186 A.3d 1074
R.I.2018Background
- Lauren (Australian citizen, U.S. permanent resident) and John (U.S. citizen) divorced after marriage; they share four minor children (U.S.-born, dual citizens). Lauren sought to relocate with the children from Rhode Island to Australia.
- Family Court initially awarded joint custody with physical possession to Lauren and reasonable visitation to John pending final judgment.
- Lauren moved to relocate in 2012; after a five-day hearing in 2014, the Family Court denied her motion (final order July 22, 2015).
- Lauren’s reasons for relocating: substantially better economic prospects (management job offer, access to parents’ home rent-free), ability to pursue an affordable teaching degree in Australia, and to be near her terminally ill father.
- John opposed relocation, citing the adverse impact on his relationship with the children and logistical/financial impracticality of international visitation; he acknowledged past alcohol abuse but testified to sobriety since November 2011.
- Guardian ad litem’s final report recognized economic benefit to Lauren but concluded relocation would severely limit father–child contact and, in testimony, opposed relocation; hearing justice emphasized feasibility of preserving the non-relocating parent’s relationship as decisive.
Issues
| Issue | Plaintiff's Argument | Defendant's Argument | Held |
|---|---|---|---|
| Whether relocation to Australia is in children’s best interests | Ainsworth: Economic, educational, and familial benefits outweigh harm; proposed visitation preserves father contact | John: International move would significantly impair father–child relationship and is logistically/financially infeasible | Denied — relocation would not be in children’s best interests; practicality of preserving relationship controlling |
| Whether court improperly minimized John’s past misconduct | Ainsworth: Hearing justice gave undue weight to John’s present appearance and insufficient weight to his past alcohol-related misconduct | John: Past misconduct considered; current sobriety and re-established relationship are relevant | Denied — court considered past abuse but credited re-established relationship and sobriety |
| Whether court overlooked material evidence (school nurse testimony) | Ainsworth: Hearing justice failed to account for nurse’s observations about children | John: Nurse’s testimony was cumulative and financial hardship was considered | Denied — court addressed the substance (financial hardship) even if not citing witness by name |
| Whether court erred by not obtaining children’s testimony/preferences | Ainsworth: No evidence presented regarding children’s reasonable preferences | John: Parties/guardian ad litem bear responsibility to present such evidence; court not required to call children sua sponte | Denied — court may decide without children’s testimony; guardian ad litem’s lack of updated input noted but not reversible error |
Key Cases Cited
- Dupré v.
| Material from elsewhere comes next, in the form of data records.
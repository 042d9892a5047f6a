//! Weak structures: ephemeron maps, embedder weak tables and the atom table.
//!
//! Weak structures are processed in two places. During marking they are
//! iterated to a fixed point: an entry whose holder turned out to be live
//! may make more things reachable. During sweeping, before any finalizer
//! runs, entries that refer to dying things are dropped.

use std::fmt;

use rustc_hash::FxHashMap;

use crate::cell::GcCell;
use crate::compartment::CompartmentId;
use crate::heap::GcHeap;
use crate::trace::Tracer;

// =============================================================================
// Marking and liveness interfaces
// =============================================================================

/// Marking access handed to weak structures during the fixed-point loop.
pub trait WeakMarker {
    /// Whether `cell` is known to survive so far. Things outside the
    /// collected compartment always are.
    fn is_marked(&self, cell: GcCell) -> bool;

    /// Mark `cell`. Returns true if it was not marked before.
    fn mark(&mut self, cell: GcCell) -> bool;
}

/// Liveness queries during sweeping.
pub struct Liveness<'a> {
    heap: &'a GcHeap,
    scope: Option<CompartmentId>,
}

impl<'a> Liveness<'a> {
    pub(crate) fn new(heap: &'a GcHeap, scope: Option<CompartmentId>) -> Self {
        Self { heap, scope }
    }

    /// True if `cell` was not marked and will be finalized by this
    /// collection. Things outside the collected compartment never are.
    pub fn is_about_to_be_finalized(&self, cell: GcCell) -> bool {
        let Some(header) = self.heap.header(cell.arena()) else {
            return false;
        };
        if self.scope.is_some_and(|scope| header.compartment != scope) {
            return false;
        }
        header
            .thing_index(cell)
            .is_some_and(|index| !header.is_marked(index))
    }
}

impl fmt::Debug for Liveness<'_> {
    fn fmt(&self, f: &mut fmt::Formatter<'_>) -> fmt::Result {
        f.debug_struct("Liveness").field("scope", &self.scope).finish()
    }
}

/// An embedder table with weak semantics, such as watchpoints or debugger
/// object maps.
pub trait WeakRoots {
    /// Mark whatever became reachable through entries whose holders are now
    /// marked. Return true if anything new was marked.
    fn mark_iteratively(&mut self, marker: &mut dyn WeakMarker) -> bool;

    /// Drop entries that refer to dying things.
    fn sweep(&mut self, liveness: &Liveness<'_>);
}

// =============================================================================
// Weak maps
// =============================================================================

/// Handle to a weak map created with
/// [`Runtime::create_weak_map`](crate::Runtime::create_weak_map).
#[derive(Debug, Clone, Copy, PartialEq, Eq, Hash)]
pub struct WeakMapId(u32);

/// Ephemeron tables: a value is reachable if its map entry's key is.
#[derive(Debug, Default)]
pub(crate) struct WeakMaps {
    maps: FxHashMap<WeakMapId, FxHashMap<GcCell, GcCell>>,
    next: u32,
}

impl WeakMaps {
    pub(crate) fn create(&mut self) -> WeakMapId {
        let id = WeakMapId(self.next);
        self.next += 1;
        self.maps.insert(id, FxHashMap::default());
        id
    }

    pub(crate) fn destroy(&mut self, id: WeakMapId) -> bool {
        self.maps.remove(&id).is_some()
    }

    pub(crate) fn get_map(&self, id: WeakMapId) -> Option<&FxHashMap<GcCell, GcCell>> {
        self.maps.get(&id)
    }

    pub(crate) fn get_map_mut(&mut self, id: WeakMapId) -> Option<&mut FxHashMap<GcCell, GcCell>> {
        self.maps.get_mut(&id)
    }

    pub(crate) fn mark_iteratively(&self, marker: &mut dyn WeakMarker) -> bool {
        let mut progressed = false;
        for map in self.maps.values() {
            for (&key, &value) in map {
                if marker.is_marked(key) && !marker.is_marked(value) {
                    progressed |= marker.mark(value);
                }
            }
        }
        progressed
    }

    /// Drop entries with a dying key or value. Returns how many went.
    pub(crate) fn sweep(&mut self, liveness: &Liveness<'_>) -> usize {
        let mut removed = 0;
        for map in self.maps.values_mut() {
            let before = map.len();
            map.retain(|&key, &mut value| {
                !liveness.is_about_to_be_finalized(key) && !liveness.is_about_to_be_finalized(value)
            });
            removed += before - map.len();
        }
        removed
    }
}

// =============================================================================
// Atoms
// =============================================================================

#[derive(Debug, Clone, Copy)]
struct AtomEntry {
    cell: GcCell,
    pinned: bool,
}

/// Interned strings of the atoms compartment.
///
/// Pinned atoms are always roots. While [`keep_atoms`](Self::keep_atoms)
/// is non-zero every atom is.
#[derive(Debug, Default)]
pub(crate) struct AtomTable {
    by_text: FxHashMap<String, AtomEntry>,
    by_cell: FxHashMap<GcCell, String>,
    pub(crate) keep_atoms: usize,
}

impl AtomTable {
    /// Find an existing atom, pinning it if asked.
    pub(crate) fn lookup(&mut self, text: &str, pin: bool) -> Option<GcCell> {
        let entry = self.by_text.get_mut(text)?;
        entry.pinned |= pin;
        Some(entry.cell)
    }

    pub(crate) fn insert(&mut self, text: &str, cell: GcCell, pinned: bool) {
        self.by_text
            .insert(text.to_owned(), AtomEntry { cell, pinned });
        self.by_cell.insert(cell, text.to_owned());
    }

    pub(crate) fn text(&self, cell: GcCell) -> Option<&str> {
        self.by_cell.get(&cell).map(String::as_str)
    }

    pub(crate) fn len(&self) -> usize {
        self.by_text.len()
    }

    /// Report atoms that are roots.
    pub(crate) fn trace(&self, tracer: &mut dyn Tracer) {
        let keep_all = self.keep_atoms > 0;
        for entry in self.by_text.values() {
            if keep_all || entry.pinned {
                tracer.trace_cell(entry.cell);
            }
        }
    }

    /// Forget atoms that are about to be finalized.
    pub(crate) fn sweep(&mut self, liveness: &Liveness<'_>) -> usize {
        let before = self.by_text.len();
        let by_cell = &mut self.by_cell;
        self.by_text.retain(|_, entry| {
            let dying = liveness.is_about_to_be_finalized(entry.cell);
            if dying {
                by_cell.remove(&entry.cell);
            }
            !dying
        });
        before - self.by_text.len()
    }
}

#[cfg(test)]
mod tests {
    use super::*;
    use crate::trace::CollectingTracer;

    fn cell(addr: usize) -> GcCell {
        GcCell::from_word(addr).expect("non-zero")
    }

    /// Marker over a plain set, for exercising the fixed-point logic.
    #[derive(Default)]
    struct SetMarker(rustc_hash::FxHashSet<GcCell>);

    impl WeakMarker for SetMarker {
        fn is_marked(&self, cell: GcCell) -> bool {
            self.0.contains(&cell)
        }

        fn mark(&mut self, cell: GcCell) -> bool {
            self.0.insert(cell)
        }
    }

    #[test]
    fn test_weak_map_marks_values_of_live_keys() {
        let mut maps = WeakMaps::default();
        let id = maps.create();
        let map = maps.get_map_mut(id).expect("map");
        map.insert(cell(0x10), cell(0x20));
        map.insert(cell(0x20), cell(0x30));
        map.insert(cell(0x40), cell(0x50));

        let mut marker = SetMarker::default();
        marker.mark(cell(0x10));
        // Chains resolve over successive passes.
        assert!(maps.mark_iteratively(&mut marker));
        while maps.mark_iteratively(&mut marker) {}
        assert!(marker.is_marked(cell(0x30)));
        assert!(!marker.is_marked(cell(0x50)));
    }

    #[test]
    fn test_destroyed_map_is_gone() {
        let mut maps = WeakMaps::default();
        let id = maps.create();
        assert!(maps.destroy(id));
        assert!(!maps.destroy(id));
        assert!(maps.get_map(id).is_none());
    }

    #[test]
    fn test_atom_lookup_pins() {
        let mut atoms = AtomTable::default();
        atoms.insert("length", cell(0x100), false);
        atoms.insert("proto", cell(0x200), false);
        assert_eq!(atoms.lookup("length", true), Some(cell(0x100)));
        assert_eq!(atoms.text(cell(0x200)), Some("proto"));

        let mut tracer = CollectingTracer::default();
        atoms.trace(&mut tracer);
        assert_eq!(tracer.edges, vec![cell(0x100)]);

        atoms.keep_atoms += 1;
        let mut tracer = CollectingTracer::default();
        atoms.trace(&mut tracer);
        assert_eq!(tracer.edges.len(), 2);
    }
}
Dupré, 857 A.2d 242 (R.I. 2004) (articulates multi-factor test for relocation: relationship, quality of life, impact on development, feasibility of visitation, extended family, parents’ reasons, Hague Convention, and relevant Pettinato factors)
- Pettinato v. Pettinato, 582 A.2d 909 (R.I. 1990) (lists child-preference and other custody factors relevant to best-interests analysis)
- DePrete v. DePrete, 44 A.3d 1260 (R.I. 2012) (reaffirms best-interests standard as paramount in relocation cases)
- McDonough v. McDonough, 962 A.2d 47 (R.I. 2009) (appellate review limits: do not disturb Family Court custody findings absent abuse of discretion)
- Valkoun v. Frizzle, 973 A.2d 566 (R.I. 2009) (no single Dupré factor is dispositive; trial justice has discretion to weigh factors case-by-case)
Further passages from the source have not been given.